→ **EXERCISE**: What you give back should be exactly the opening lines of the data, ending with the line that contains "let app_error = match" and including it.

(Records from a data source)

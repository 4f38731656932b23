use axum::{
    extract::{Path, State},
    http::StatusCode,
    response::{IntoResponse, Response},
    routing::{delete, get, post},
    Json, Router,
};
use sqlx::PgPool;
use uuid::Uuid;

use crate::api::response::ApiResponse;
use crate::error::AppError;

use super::commands::{
    CreateInterventionCommand, CreateInterventionError, DeleteInterventionCommand,
    DeleteInterventionError,
};
use super::queries::{
    GetInterventionError, GetInterventionQuery, ListInterventionsError, ListInterventionsQuery,
};

pub fn interventions_routes() -> Router<PgPool> {
    Router::new()
        .route("/", post(create_intervention))
        .route("/", get(list_interventions))
        .route("/:id", get(get_intervention))
        .route("/:id", delete(delete_intervention))
}

#[derive(Debug, thiserror::Error)]
enum InterventionsApiError {
    #[error(transparent)]
    Create(#[from] CreateInterventionError),
    #[error(transparent)]
    Delete(#[from] DeleteInterventionError),
    #[error(transparent)]
    Get(#[from] GetInterventionError),
    #[error(transparent)]
    List(#[from] ListInterventionsError),
}

impl IntoResponse for InterventionsApiError {
    fn into_response(self) -> Response {
        let app_error = match self {
            InterventionsApiError::Create(CreateInterventionError::Database(e)) => {
                AppError::Database(e)
            },
            InterventionsApiError::Create(e) => AppError::Validation(e.to_string()),
            InterventionsApiError::Delete(DeleteInterventionError::Database(e)) => {
                AppError::Database(e)
            },
            InterventionsApiError::Delete(e @ DeleteInterventionError::NotFound(_)) => {
                AppError::NotFound(e.to_string())
            },
            InterventionsApiError::Delete(e @ DeleteInterventionError::InUse(_)) => {
                AppError::Conflict(e.to_string())
            },
            InterventionsApiError::Get(GetInterventionError::Database(e)) => AppError::Database(e),
            InterventionsApiError::Get(e @ GetInterventionError::NotFound(_)) => {
                AppError::NotFound(e.to_string())
            },
            InterventionsApiError::List(ListInterventionsError::Database(e)) => {
                AppError::Database(e)
            },
        };
        app_error.into_response()
    }
}

#[tracing::instrument(skip(pool, command))]
async fn create_intervention(
    State(pool): State<PgPool>,
    Json(command): Json<CreateInterventionCommand>,
) -> Result<Response, InterventionsApiError> {
    let response = super::commands::create::handle(pool, command).await?;
    Ok((StatusCode::CREATED, Json(ApiResponse::success(response))).into_response())
}

#[tracing::instrument(skip(pool))]
async fn list_interventions(State(pool): State<PgPool>) -> Result<Response, InterventionsApiError> {
    let response = super::queries::list::handle(pool, ListInterventionsQuery::default()).await?;
    Ok(Json(ApiResponse::success(response)).into_response())
}

#[tracing::instrument(skip(pool))]
async fn get_intervention(
    State(pool): State<PgPool>,
    Path(id): Path<Uuid>,
) -> Result<Response, InterventionsApiError> {
    let response = super::queries::get::handle(pool, GetInterventionQuery { id }).await?;
    Ok(Json(ApiResponse::success(response)).into_response())
}

#[tracing::instrument(skip(pool))]
async fn delete_intervention(
    State(pool): State<PgPool>,
    Path(id): Path<Uuid>,
) -> Result<Response, InterventionsApiError> {
    let response =
        super::commands::delete::handle(pool, DeleteInterventionCommand { id }).await?;
    Ok(Json(ApiResponse::success(response)).into_response())
}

→ **ANSWER TO THIS EXERCISE**:
repository 4f38731656932b23
use axum::{
    extract::{Path, State},
    http::StatusCode,
    response::{IntoResponse, Response},
    routing::{delete, get, post},
    Json, Router,
};
use sqlx::PgPool;
use uuid::Uuid;

use crate::api::response::ApiResponse;
use crate::error::AppError;

use super::commands::{
    CreateInterventionCommand, CreateInterventionError, DeleteInterventionCommand,
    DeleteInterventionError,
};
use super::queries::{
    GetInterventionError, GetInterventionQuery, ListInterventionsError, ListInterventionsQuery,
};

pub fn interventions_routes() -> Router<PgPool> {
    Router::new()
        .route("/", post(create_intervention))
        .route("/", get(list_interventions))
        .route("/:id", get(get_intervention))
        .route("/:id", delete(delete_intervention))
}

#[derive(Debug, thiserror::Error)]
enum InterventionsApiError {
    #[error(transparent)]
    Create(#[from] CreateInterventionError),
    #[error(transparent)]
    Delete(#[from] DeleteInterventionError),
    #[error(transparent)]
    Get(#[from] GetInterventionError),
    #[error(transparent)]
    List(#[from] ListInterventionsError),
}

impl IntoResponse for InterventionsApiError {
    fn into_response(self) -> Response {
        let app_error = match self {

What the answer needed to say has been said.